Monday, June 19, 2006

To my students as they decide to leave...

Cedar Forest south of the Yaak Valley

Avalanche Lake in Glacier National Park

Sandia Mountain in New Mexico

The tendency nowadays to wander in wildernesses is delightful to see. Thousands of tired, nerve-shaken, over-civilized people are beginning to find out that going to the mountains is going home; that wildness is a necessity; and that mountain parks and reservations are useful not only as fountains of timber and irrigating rivers, but as fountains of life. Awakening from the stupefying effects of the vice of over-industry and the deadly apathy of luxury, they are trying as best they can to mix and enrich their own little ongoings with those of Nature, and to get rid of rust and disease. Briskly venturing and roaming, some are washing off sins and cobweb cares of the devil's spinning in all-day storms on mountains; sauntering in rosiny pinewoods or in gentian meadows, brushing through chaparral, bending down and parting sweet, flowery sprays; tracing rivers to their sources, getting in touch with the nerves of Mother Earth; jumping from rock to rock, feeling the life of them, learning the songs of them, panting in whole-souled exercise, and rejoicing in deep, long-drawn breaths of pure wildness. This is fine and natural and full of promise. – John Muir

My family and I had planned a weekend excursion to Ouray, Colorado. At the last minute I backed-out; I’m still not completely sure why. We stayed around the house most of the weekend with the exception of a trek to nearby Sandia Mountain (10,678 ft) on Sunday, to hike the trails. Unfortunately, Sandia was not in the cards either. All trails were closed due to fire hazard.

Our original destination of Ouray was inspired by Ayn Rand’s novel Atlas Shrugged. The town is located in a valley of the San Juan Mountains of southwestern Colorado, ten miles north of the more famous community of Telluride, but so difficult to reach, that the drive is nearly an hour long. I say my trip was inspired by Ayn Rand, because I only recently decided to visit after learning that she had used the town as a model for John Galt’s secret hideaway in the Rockies, after she had visited the valley in the early twentieth century. Ouray is also known as “Switzerland of America”, so with those selling points we were more than ready to hop in the car and tour the local “alps”.

Motivation, in general, has been a bear for over a month. Maybe it is the summer heat; perhaps its just having my daughter home from school. I’m outdoors a lot more, which should be inspirational enough, but everything in this high desert is uncomfortably dry and I long for places I loved in Montana, such as the Yaak Valley and Hebgen Lake where moisture wasn’t such a commodity. I expected to feel a sense of return to the alpine lakes of Glacier Park by visiting Ouray. It was this need for return that I believe led to my feelings of dread towards the leaving of Colorado, before ever visiting – and ultimately, my avoidance of the trip.

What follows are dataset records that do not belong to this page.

//! HTTP backend for the device sync exchange.

use std::time::Duration;

use async_trait::async_trait;
use log::debug;
use tokio::time::timeout;

use super::{BackendApi, DeviceRequest, DeviceResponse, SyncError};
use crate::config::BackendConfig;

pub struct HttpBackend {
    url: String,
    auth_token: Option<String>,
    timeout: Duration,
    client: reqwest::Client,
}

impl HttpBackend {
    pub fn new(config: &BackendConfig) -> Self {
        Self {
            url: Self::device_request_url(&config.endpoint),
            auth_token: config.auth_token.clone(),
            timeout: Duration::from_secs(config.timeout_seconds),
            client: reqwest::Client::new(),
        }
    }

    pub fn url(&self) -> &str {
        &self.url
    }

    fn device_request_url(endpoint: &str) -> String {
        format!("{}/device_request", endpoint.trim_end_matches('/'))
    }
}

#[async_trait]
impl BackendApi for HttpBackend {
    async fn device_request(&self, request: &DeviceRequest) -> Result<DeviceResponse, SyncError> {
        debug!("POST {}", self.url);
        let mut builder = self.client.post(&self.url).json(request);
        if let Some(token) = &self.auth_token {
            builder = builder.bearer_auth(token);
        }

        let response = timeout(self.timeout, builder.send())
            .await
            .map_err(|_| SyncError::Transport(format!("request timeout after {:?}", self.timeout)))?
            .map_err(|e| SyncError::Transport(format!("HTTP request failed: {}", e)))?;

        if !response.status().is_success() {
            return Err(SyncError::Transport(format!(
                "backend returned status: {}",
                response.status()
            )));
        }

        response
            .json::<DeviceResponse>()
            .await
            .map_err(|e| SyncError::Malformed(format!("failed to parse JSON response: {}", e)))
    }
}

Now the weekend is over and the chance to experience beauty has passed. I can’t answer for my behavior. Most days my wife follows along with my ebbs and flow, though when I’m out of ear-shot, I’m sure she fields her share of questions from our children. It is said that John Muir’s favorite spot in all of Glacier National Park was Avalanche Lake. At this moment, I’d give anything to have to worry about fearless bears while hiking the path to Avalanche Lake in Glacier. I’d equally love to hop in my Rover and make a path just south of the Yaak near Thompson Falls, Montana. There is a place, there in the Cedar Forest, where you can sit inside one of a handful of leviathan-like trees and smell the rain as it passes through the branches and is absorbed by the sticks and needles along the outside trail. It seems like a place where one can always find the rain. Sometimes a longing for rain is just a longing for home.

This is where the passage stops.